The stigma of seeking help for emotional, developmental or learning problems can sometimes be the biggest barrier to getting help for your child.
Common reasons parents are reluctant to seek help include:
“I don’t want my kid to think something is wrong with him.”
“Won’t he eventually learn these things on his own?”
“Her father has ADHD & dylexia, but he’s never gotten therapy.”
“Labeling my child will give him an excuse to be a victim and not try.”
“I don’t like the idea of my child talking to others about our family and marriage.”
“His father won’t agree to counseling.”
“Aren’t these things I should be able to help my kid with?”

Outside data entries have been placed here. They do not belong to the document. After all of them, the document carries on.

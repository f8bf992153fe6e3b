// Copyright 2024 The ChromiumOS Authors
// Use of this source code is governed by a BSD-style license that can be
// found in the LICENSE file.

//! Register map of the VI2 engine.
//!
//! The aperture starts with the VI-wide configuration registers, followed by one block of CSI
//! capture registers per physical CSI port, each [`CSI_BLOCK_SIZE`] bytes long.

/// Number of CSI ports (and thus of capture register blocks) on the VI.
pub const TEGRA_CSI_BLOCKS: usize = 6;

/// Syncpoint increment request: `incr_syncpt_cond(event) | syncpoint_id`.
pub const VI_INCR_SYNCPT: u32 = 0x000;
/// Syncpoint increment control.
pub const VI_INCR_SYNCPT_CNTRL: u32 = 0x004;
/// Syncpoint FIFO overflow status, one bit per condition. Write 1 to clear.
pub const VI_INCR_SYNCPT_ERROR: u32 = 0x008;
/// Clock gating control.
pub const VI_CG_CTRL: u32 = 0x0b8;

/// Lets software process syncpoint FIFO overflows instead of stalling the host interface.
pub const INCR_SYNCPT_NO_STALL: u32 = 1 << 8;

pub const CG_DISABLE: u32 = 0;
pub const CG_ENABLE: u32 = 1;

const CSI_BLOCKS_START: u32 = 0x100;
pub const CSI_BLOCK_SIZE: u32 = 0x100;

// Per-port registers, relative to `csi_base`.
pub const CSI_SW_RESET: u32 = 0x000;
pub const CSI_SINGLE_SHOT: u32 = 0x004;
pub const CSI_IMAGE_DEF: u32 = 0x00c;
pub const CSI_IMAGE_SIZE: u32 = 0x018;
pub const CSI_IMAGE_SIZE_WC: u32 = 0x01c;
pub const CSI_IMAGE_DT: u32 = 0x020;
pub const CSI_SURFACE0_OFFSET_MSB: u32 = 0x024;
pub const CSI_SURFACE0_OFFSET_LSB: u32 = 0x028;
pub const CSI_SURFACE1_OFFSET_MSB: u32 = 0x02c;
pub const CSI_SURFACE1_OFFSET_LSB: u32 = 0x030;
pub const CSI_SURFACE0_STRIDE: u32 = 0x054;
pub const CSI_SURFACE1_STRIDE: u32 = 0x058;
/// Write 1 to clear.
pub const CSI_ERROR_STATUS: u32 = 0x084;

/// Value pulsed into `CSI_SW_RESET` to reset the capture block, which also clears a pending
/// single-shot request.
pub const SW_RESET_ALL: u32 = 0xf;
pub const SINGLE_SHOT_CAPTURE: u32 = 0x1;

pub const IMAGE_DEF_DEST_MEM: u32 = 0x1;
pub const IMAGE_DEF_FORMAT_OFFSET: u32 = 16;
pub const BYPASS_PXL_TRANSFORM_OFFSET: u32 = 24;
pub const IMAGE_SIZE_HEIGHT_OFFSET: u32 = 16;

/// Depth of the hardware FIFO holding armed syncpoint increments.
pub const SYNCPT_FIFO_DEPTH: u32 = 2;

/// Alignment of the surfaces written by each port of a ganged capture.
pub const SURFACE_ALIGNMENT: u32 = 64;

/// Returns the offset of the capture register block of physical CSI port `port`.
pub const fn csi_base(port: u8) -> u32 {
    CSI_BLOCKS_START + port as u32 * CSI_BLOCK_SIZE
}

/// Syncpoint condition raised by the pixel parser of `port` at frame start.
pub const fn frame_start_cond(port: u8) -> u32 {
    5 + port as u32 * 4
}

/// Syncpoint condition raised by the memory writer of `port` once the frame has been written.
pub const fn mw_ack_done_cond(port: u8) -> u32 {
    7 + port as u32 * 4
}

/// Value to write into `VI_INCR_SYNCPT` to increment syncpoint `id` once `cond` is raised.
pub const fn incr_syncpt(cond: u32, id: u32) -> u32 {
    ((cond & 0xff) << 8) | (id & 0xff)
}

/// Bit of `VI_INCR_SYNCPT_ERROR` reporting a FIFO overflow for `cond`.
pub const fn incr_syncpt_error_bit(cond: u32) -> u32 {
    1 << cond
}

/// Value of `CSI_IMAGE_DEF` selecting `img_fmt`, with the pixel transform bypassed or not.
pub const fn image_def(bypass: bool, img_fmt: u32) -> u32 {
    ((bypass as u32) << BYPASS_PXL_TRANSFORM_OFFSET) | (img_fmt << IMAGE_DEF_FORMAT_OFFSET)
}

/// Value of `CSI_IMAGE_SIZE` for a `width` x `height` frame.
pub const fn image_size(width: u32, height: u32) -> u32 {
    (height << IMAGE_SIZE_HEIGHT_OFFSET) | width
}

“What if it’s my fault and it’s something I’m doing? What if I can’t change it?”
“Will I lose control?”
“How much will this cost me?”
“He’s gotten better recently.”
Parenting is one of the toughest jobs you may ever have, and all of these concerns are valid. And some children need more than a parent is equipped to offer. Often it is much easier for a child or teen to work through problems with someone who isn’t their parent, teacher or friend (even when they initially resist the idea).
While some kids find ways to get through problems on their own, many do not and are prone to live their lives in a limited way or make poor choices as they struggle to cope. Everything we do at Children’s Health Council is designed to help the child and family alleviate their struggles to live a full life. Often the whole family benefits from what the child is learning.
It takes courage to ask for help. Talk to someone about what prevents you from reaching out for help. Ask questions, state your concerns and as you listen, evaluate whether or not getting help is the right step for your family.